What is expected: Every line containing "characters" should be identified and copied from the data below.

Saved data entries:
•••••

//! Graph module - Core types for the personal-memory graph
//!
//! Defines the data model the rest of the crate operates on:
//! - Entity nodes keyed by (profile, type, name)
//! - Relationship edges between nodes (collaborator-populated)
//! - Append-only audit records for extraction and crisis events
//! - Aggregate statistics for external surfaces

mod edge;
mod node;

pub use edge::{NewEdge, RelationshipEdge, RelationshipType};
pub use node::{EntityNode, EntityType};

use chrono::{DateTime, Utc};
use serde::{Deserialize, Serialize};
use std::collections::BTreeMap;

// ============================================================================
// AUDIT RECORDS
// ============================================================================

/// Append-only audit record of one extraction event
///
/// Never updated or deleted. `edge_ids` is always empty today: the
/// extraction pipeline stores nodes only.
#[derive(Debug, Clone, Serialize, Deserialize)]
#[serde(rename_all = "camelCase")]
pub struct ExtractionRecord {
    /// Unique identifier (UUID v4)
    pub id: String,
    /// Owning profile
    pub profile_id: String,
    /// Conversation the mined message belongs to
    pub conversation_id: String,
    /// Full source message text
    pub message: String,
    /// Ids of nodes produced by this extraction event
    pub node_ids: Vec<String>,
    /// Ids of edges produced (currently always empty)
    pub edge_ids: Vec<String>,
    /// When the extraction ran
    pub created_at: DateTime<Utc>,
}

/// Append-only audit record of one medium/high crisis detection
///
/// The stored message is bounded to 500 characters for privacy.
/// Write-only from this crate; never read back by the core.
#[derive(Debug, Clone, Serialize, Deserialize)]
#[serde(rename_all = "camelCase")]
pub struct CrisisLogEntry {
    /// Unique identifier (UUID v4)
    pub id: String,
    /// Owning profile
    pub profile_id: String,
    /// Truncated message text (at most 500 characters)
    pub message: String,
    /// Classified risk level
    pub risk_level: String,
    /// Keywords that matched, in tier order
    pub matched_keywords: Vec<String>,
    /// Whether a human/collaborator has handled the event
    pub handled: bool,
    /// When the detection happened
    pub created_at: DateTime<Utc>,
}

// ============================================================================
// GRAPH STATISTICS
// ============================================================================

/// Aggregate statistics over one profile's memory graph
///
/// Read-only surface for external collaborators (dashboards, insight
/// endpoints); nothing in this crate consumes it.
#[non_exhaustive]
#[derive(Debug, Clone, Default, Serialize, Deserialize)]
#[serde(rename_all = "camelCase")]
pub struct GraphStats {
    /// Total number of entity nodes
    pub total_nodes: i64,
    /// Total number of relationship edges
    pub total_edges: i64,
    /// Node counts grouped by entity type
    pub nodes_by_type: BTreeMap<String, i64>,
    /// Edge counts grouped by relationship type
    pub edges_by_type: BTreeMap<String, i64>,
}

•••••

Output:
/// The stored message is bounded to 500 characters for privacy.
    /// Truncated message text (at most 500 characters)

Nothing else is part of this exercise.